Local non-profit nursing homes are dealing with the repercussions of a second round of budget cuts in two years under the provincial Liberal government.
Four local homes have been affected by these cuts including three non-profit and one privately owned nursing home.
Valley View Villa in Riverton is among the non-profit homes that will see a $37,175 cut this year alone, amounting to one per cent of their operating budget.
“Valley View Villa, like other long term care facilities in Nova Scotia, received a budget reduction in 2015-16 that was aimed directly at our equipment allowance allocation – it was reduced by 50 per cent,” explained Emily MacEachern, home administrator.
“In previous years, the funding was set at $356 per bed and was reduced to $178 per bed. For our home, of 112 permanent beds, that was a reduction of $19,936. This fund is used to obtain replacement equipment of various nature-from bed alarms to food preparation equipment.”
In the same year, the home’s operating budget was reduced by $47,125.
“This reduction was defined by the Department of Health and Wellness. Options provided to nursing homes at that time was group purchasing. Along with the equipment allowance reduction, the total budget reduction for Valley View Villa in 2015-16 was near $67,000. That equated to a six per cent reduction to operations and equipment allowance,” notes MacEachern.
Because of this reduction, Valley View Villa is reporting a deficit for the year end of March 2016.
Now the Liberal government has announced an additional one per cent overall budget funding reduction amounting to the $37,175, listed above, for this year, which brings the total cut to eight per cent.
“Valley View Villa recognizes the efforts of government to evolve home care as it is clearly needed, however, nursing homes are needed as well. No one dreams of living their last days in a nursing home, but at Valley View Villa, we pride ourselves in creating a home-like environment because the residents who live with us are clearly here because they need to be. Our staff, management and board of directors strive to make our “institution” a happy home for the residents who live here-this is our reason for operating. “
MacEachern says the board and management are all very concerned about the impact on the quality of care the residents will receive and how staff deliver these reductions.
“In an effort to find savings to deal with the reductions, Valley View Villa is exploring internal management restructure, shared services, group purchasing and procurement.”
Glen Haven Manor was also hit hard with this funding reduction, seeing a $67,307 reduction this year.
“Neither the budget cuts of November 2015 nor the most recent reductions announced were insignificant in terms of Glen Haven Manor’s overall operating budget,” explains Lisa Smith, CEO.

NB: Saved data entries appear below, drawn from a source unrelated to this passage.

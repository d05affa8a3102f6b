//! Single-shot HTTP endpoint on a loopback socket for transport tests.

use std::time::Duration;

use tokio::io::{AsyncReadExt, AsyncWriteExt};
use tokio::net::{TcpListener, TcpStream};

pub(crate) struct MockEndpoint {
    listener: TcpListener,
    url: String,
}

/// What the endpoint received.
pub(crate) struct CapturedRequest {
    pub head: String,
    pub body: Vec<u8>,
}

impl CapturedRequest {
    /// Header value by case-insensitive name.
    pub fn header(&self, name: &str) -> Option<String> {
        self.head.lines().skip(1).find_map(|line| {
            let (key, value) = line.split_once(':')?;
            key.trim()
                .eq_ignore_ascii_case(name)
                .then(|| value.trim().to_owned())
        })
    }

    pub fn json(&self) -> serde_json::Value {
        serde_json::from_slice(&self.body).unwrap()
    }
}

impl MockEndpoint {
    pub async fn start() -> Self {
        let listener = TcpListener::bind("127.0.0.1:0").await.unwrap();
        let port = listener.local_addr().unwrap().port();
        Self {
            listener,
            url: format!("http://127.0.0.1:{port}"),
        }
    }

    /// A URL nothing listens on.
    pub async fn closed_url() -> String {
        Self::start().await.url
    }

    pub fn url(&self) -> String {
        self.url.clone()
    }

    /// Accept one request, answer with `status` and `body`, and return what
    /// was received.
    pub async fn respond_once(self, status: u16, body: &'static str) -> CapturedRequest {
        let (mut stream, _) = self.listener.accept().await.unwrap();
        let request = read_request(&mut stream).await;

        let response = format!(
            "HTTP/1.1 {status} Mock\r\n\
             Content-Type: application/json\r\n\
             Content-Length: {}\r\n\
             Connection: close\r\n\
             \r\n\
             {body}",
            body.len()
        );
        stream.write_all(response.as_bytes()).await.unwrap();
        stream.shutdown().await.unwrap();
        request
    }

    /// Accept one request and never answer.
    pub async fn hang(self) {
        let (mut stream, _) = self.listener.accept().await.unwrap();
        read_request(&mut stream).await;
        tokio::time::sleep(Duration::from_secs(3600)).await;
    }
}

async fn read_request(stream: &mut TcpStream) -> CapturedRequest {
    let mut buf = Vec::new();
    let mut chunk = [0u8; 4096];
    let header_end = loop {
        let n = stream.read(&mut chunk).await.unwrap();
        assert!(n > 0, "connection closed before headers were complete");
        buf.extend_from_slice(&chunk[..n]);
        if let Some(pos) = buf.windows(4).position(|w| w == b"\r\n\r\n") {
            break pos;
        }
    };

    let head = String::from_utf8_lossy(&buf[..header_end]).into_owned();
    let length: usize = head
        .lines()
        .find_map(|line| {
            let (key, value) = line.split_once(':')?;
            key.trim()
                .eq_ignore_ascii_case("content-length")
                .then(|| value.trim().parse().ok())?
        })
        .unwrap_or(0);

    let mut body = buf[header_end + 4..].to_vec();
    while body.len() < length {
        let n = stream.read(&mut chunk).await.unwrap();
        if n == 0 {
            break;
        }
        body.extend_from_slice(&chunk[..n]);
    }
    CapturedRequest { head, body }
}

“These cumulative cuts present real and clear challenges in terms of our day-to-day operations and our ability to offer the same services with reduced funding. However, these cuts will not impact Glen Haven Manor’s focus and commitment to providing exceptional, individualized, quality care to our residents.”
Mike Archibald, administrator at the Maritime Oddfellow’s Home, the third non-profit home affected in this area, shares the sentiment.
“The budget cut identified for our home is only a portion of the whole cut we experienced for the current year. In fact, our cut is 70 per cent higher than what is showing in the NDP FOIPOP; we experienced a $46,000 reduction in our budget for the current year on top of a similar cut in the previous year. In the last two fiscal years these cuts reflect over 13 per cent of our operations budget, the only area where our home can reduce spending,” he explains.
Archibald refers to a study which has shown homes that provide a more home-like atmosphere significantly increase the quality of life for residents.
“These two years of consecutive cuts go straight to the core of how homes promote home-likeness. Our home has struggled for many years to operate within the budget received from the Department of Health and Wellness. Budgets started being cut last year and again this year in an environment where other costs are significantly increasing (except for heating oil); having two per cent of our budget taken away forces us to tighten spending in all areas … this is very hard when we know this has such a negative impact on the quality of life for the residents for which we care.”
Both the Maritime Oddfellows Home and Valley View Villa have an extensive waiting list for residency which is managed by the Department of Health and Wellness.
High Crest Place in New Glasgow, privately owned, was also affected by the cuts with a $15,500 reduction this year. Administrator Marcus Stephenson could not be reached for comment.